Why Your Belt Tensioner Must Be Reliable At All Times
Image Credit: Nomaallin
The serpentine belt serves a very important purpose. It powers a variety of parts, including the:
- Power steering pump
- Cooling system water pump
- Air conditioning system
The belt tensioner keeps the serpentine belt tight enough to spin the pulleys that power these parts. If your belt tensioner fails, it can’t keep the serpentine belt tight enough. This means a variety of parts will lose power. For example, the alternator will no longer be able to fully charge the battery.
That’s a good reason to never, ever cheap out on a belt tensioner. A good way to ensure that you’re getting a quality replacement belt tensioner is to only buy OEM.
Aftermarket belt tensioners are a hit-or-miss when it comes to quality and reliability. Let’s talk about the main reasons why OEM belt tensioners are better than aftermarket ones:
1. OEM Belt Tensioners Always Have The Correct Dimensions
Like pretty much every other car part (like spark plugs), dimensions matter a whole lot.
A belt tensioner has several different components. Each component needs to be the correct size for the belt tensioner to work with the serpentine belt and other pulleys. For example, the pulley needs to be the right size. If you use a tensioner pulley that’s too big or too small, the serpentine belt won’t be consistently tight. This will lead to some performance issues with the parts powered by the belt.
OEM belt tensioners are exact replicas of the stock belt tensioner in your engine. As long as you get the right OEM belt tensioner for your Mazda engine, you don’t have to worry about any dimension issues. It’s easy to find the right part number for your Mazda engine. All you need to do is look up your Mazda model here.
Aftermarket manufacturers rarely design their belt tensioners to OE specs. If you find one that does, there’s no guarantee that the dimensions are even accurate. Many aftermarket belt tensioners are built with universal dimensions. That’s something you want to avoid while shopping for a replacement belt tensioner.
2. Mazda Uses High Quality Materials To Build Its Belt Tensioners
As long as the engine is on, the belt tensioner is working nonstop. The pulley is spinning, the tensioner spring is keeping the belt tight, and so on. Not to mention, the belt tensioner has to withstand the heat of the engine. That's why it's important to use a belt tensioner that's built with high quality materials.
Mazda always uses high quality materials to build its parts, including belt tensioners.
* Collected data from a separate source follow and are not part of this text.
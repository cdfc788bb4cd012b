//! File descriptors and submission bundles.
//!
//! A bundle is an ordered list of files: the structured invoice record first
//! (as [`INVOICE_FILE_NAME`]), attachments after it in the order given. The
//! submitter's signature commits to that order.

use base64::engine::general_purpose::STANDARD as BASE64;
use base64::Engine;
use serde::{Deserialize, Serialize};
use std::collections::HashSet;

use crate::canonical::{canonical_invoice_bytes, decode_invoice, INVOICE_FILE_NAME};
use crate::crypto::{Identity, Sha256Digest};
use crate::error::{CoreError, PolicyError, SigningError};
use crate::mime::{detect_media_type, IMAGE_PNG, TEXT_PLAIN_UTF8};
use crate::record::InvoiceInput;
use crate::signing::sign_merkle_root;

/// One file of a bundle, in its wire form.
///
/// `digest` is the hex SHA-256 of the raw bytes and `payload` their base64
/// encoding. Descriptors built with [`FileDescriptor::new`] satisfy this by
/// construction; descriptors received from elsewhere are checked by the
/// verifier.
#[derive(Debug, Clone, PartialEq, Eq, Serialize, Deserialize)]
pub struct FileDescriptor {
    name: String,
    mime: String,
    digest: String,
    payload: String,
}

impl FileDescriptor {
    /// Wrap raw bytes: detect the media type, digest, and encode them.
    pub fn new(name: impl Into<String>, data: &[u8]) -> Self {
        Self {
            name: name.into(),
            mime: detect_media_type(data).to_string(),
            digest: Sha256Digest::hash(data).to_hex(),
            payload: BASE64.encode(data),
        }
    }

    /// Wrap the canonical encoding of an invoice record.
    pub fn invoice(invoice: &InvoiceInput) -> Result<Self, CoreError> {
        let bytes = canonical_invoice_bytes(invoice)?;
        Ok(Self::new(INVOICE_FILE_NAME, &bytes))
    }

    /// Assemble a descriptor from wire fields without checking them.
    pub fn from_parts(
        name: impl Into<String>,
        mime: impl Into<String>,
        digest: impl Into<String>,
        payload: impl Into<String>,
    ) -> Self {
        Self {
            name: name.into(),
            mime: mime.into(),
            digest: digest.into(),
            payload: payload.into(),
        }
    }

    pub fn name(&self) -> &str {
        &self.name
    }

    pub fn mime(&self) -> &str {
        &self.mime
    }

    /// Claimed digest, hex encoded.
    pub fn digest(&self) -> &str {
        &self.digest
    }

    /// Base64 payload.
    pub fn payload(&self) -> &str {
        &self.payload
    }

    /// Decode the claimed digest.
    pub fn parsed_digest(&self) -> Result<Sha256Digest, CoreError> {
        Sha256Digest::from_hex(&self.digest)
    }

    /// Decode the payload back to raw bytes.
    pub fn decode_payload(&self) -> Result<Vec<u8>, CoreError> {
        BASE64
            .decode(&self.payload)
            .map_err(|e| CoreError::InvalidPayload {
                name: self.name.clone(),
                reason: e.to_string(),
            })
    }
}

/// Builds the ordered file list for one invoice.
#[derive(Debug, Clone)]
pub struct BundleBuilder {
    files: Vec<FileDescriptor>,
}

impl BundleBuilder {
    /// Start a bundle with the invoice record as its first file.
    pub fn new(invoice: &InvoiceInput) -> Result<Self, CoreError> {
        Ok(Self {
            files: vec![FileDescriptor::invoice(invoice)?],
        })
    }

    /// Append an attachment.
    pub fn attachment(mut self, name: impl Into<String>, data: &[u8]) -> Self {
        self.push_attachment(name, data);
        self
    }

    /// Append an attachment in place.
    pub fn push_attachment(&mut self, name: impl Into<String>, data: &[u8]) {
        self.files.push(FileDescriptor::new(name, data));
    }

    /// Number of files so far, including the invoice record.
    pub fn len(&self) -> usize {
        self.files.len()
    }

    /// Always false: the invoice record is present from construction.
    pub fn is_empty(&self) -> bool {
        self.files.is_empty()
    }

    /// Finish without signing.
    pub fn build(self) -> Vec<FileDescriptor> {
        self.files
    }

    /// Finish and sign the Merkle root of the files.
    pub fn sign(self, identity: Option<&Identity>) -> Result<SubmissionBundle, SigningError> {
        SubmissionBundle::sign(self.files, identity)
    }
}

/// Decode the invoice record that leads `files`.
pub fn leading_invoice(files: &[FileDescriptor]) -> Result<InvoiceInput, CoreError> {
    let first = files.first().ok_or(CoreError::EmptyBundle)?;
    if first.name() != INVOICE_FILE_NAME {
        return Err(CoreError::MissingInvoiceRecord(first.name().to_string()));
    }
    decode_invoice(&first.decode_payload()?)
}

/// A signed, ordered file list ready to be submitted.
#[derive(Debug, Clone, PartialEq, Eq, Serialize, Deserialize)]
pub struct SubmissionBundle {
    files: Vec<FileDescriptor>,
    #[serde(rename = "publickey")]
    public_key: String,
    signature: String,
}

impl SubmissionBundle {
    /// Sign `files` with `identity`.
    ///
    /// Fails with [`SigningError::MissingIdentity`] when no identity is
    /// configured, before anything else is attempted.
    pub fn sign(
        files: Vec<FileDescriptor>,
        identity: Option<&Identity>,
    ) -> Result<Self, SigningError> {
        let identity = identity.ok_or(SigningError::MissingIdentity)?;
        let signature = sign_merkle_root(&files, Some(identity))?;
        Ok(Self {
            files,
            public_key: identity.public_key().to_hex(),
            signature: signature.to_hex(),
        })
    }

    pub fn files(&self) -> &[FileDescriptor] {
        &self.files
    }

    /// Submitter public key, hex encoded.
    pub fn public_key(&self) -> &str {
        &self.public_key
    }

    /// Signature over the Merkle root, hex encoded.
    pub fn signature(&self) -> &str {
        &self.signature
    }

    /// Split into `(files, public_key, signature)`.
    pub fn into_parts(self) -> (Vec<FileDescriptor>, String, String) {
        (self.files, self.public_key, self.signature)
    }
}

/// Limits the authority places on a bundle.
#[derive(Debug, Clone, PartialEq, Eq)]
pub struct BundlePolicy {
    /// Maximum number of files after the invoice record.
    pub max_attachments: usize,
    /// Maximum decoded size of any single file.
    pub max_file_size: usize,
    /// Media types accepted for attachments.
    pub allowed_mime_types: Vec<String>,
}

impl Default for BundlePolicy {
    fn default() -> Self {
        Self {
            max_attachments: 5,
            max_file_size: 512 * 1024,
            allowed_mime_types: vec![IMAGE_PNG.to_string(), TEXT_PLAIN_UTF8.to_string()],
        }
    }
}

impl BundlePolicy {
    /// Check a file list (invoice record first) against the policy.
    pub fn check(&self, files: &[FileDescriptor]) -> Result<(), PolicyError> {
        let attachments = files.len().saturating_sub(1);
        if attachments > self.max_attachments {
            return Err(PolicyError::TooManyAttachments {
                got: attachments,
                max: self.max_attachments,
            });
        }

        let mut seen = HashSet::new();
        for file in files {
            if !seen.insert(file.name()) {
                return Err(PolicyError::DuplicateName(file.name().to_string()));
            }

            // Base64 expands by 4/3; this is the decoded size without decoding.
            let size = decoded_len(file.payload());
            if size > self.max_file_size {
                return Err(PolicyError::FileTooLarge {
                    name: file.name().to_string(),
                    size,
                    max: self.max_file_size,
                });
            }

            if !self.allowed_mime_types.iter().any(|m| m == file.mime()) {
                return Err(PolicyError::UnsupportedMediaType {
                    name: file.name().to_string(),
                    mime: file.mime().to_string(),
                });
            }
        }

        Ok(())
    }
}

fn decoded_len(payload: &str) -> usize {
    let padding = payload.bytes().rev().take_while(|b| *b == b'=').count();
    (payload.len() / 4 * 3).saturating_sub(padding)
}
OEM belt tensioners last a long time for that reason.
You can't say the same about aftermarket belt tensioners. A big reason why aftermarket belt tensioners are so cheap is because they're made with low quality materials. If you look on Amazon, you'll find many negative reviews by Mazda owners about aftermarket belt tensioners. We rounded up a few:
- "This [aftermarket] tensioner was on my car for roughly 10 months. I was removing the belt and the tensioner broke right where you put a wrench on it to relive tension. I was holding the wrench in one hand and trying to remove the belt with the other when the tensioner snapped. Luckily my fingers weren't pinched between the belt and a pulley!"
- "[This aftermarket tensioner] was made with cheap aluminum. It broke."
- "I installed [this aftermarket tensioner] and drove about 300 miles. Then it started to rattle."
- [This aftermarket tensioner] is junk. The threads stripped out when I tried to put the belt on. What a waste of money."
3. Mazda Offers A Good Parts And Accessories Warranty
When shopping for a replacement car part, always find one that comes with a warranty. Mazda offers a good parts and accessories warranty on most of its parts. That includes belt tensioners. It's good for 12 months or 12,000 miles, whichever occurs first. You need to buy a tensioner from an authorized dealer (like us) to be able to take advantage of the warranty.
Aftermarket manufacturers rarely warranty their parts. That's another reason why aftermarket belt tensioners are cheap. If you use an aftermarket belt tensioner and it breaks, you'll have no choice but to buy a new one.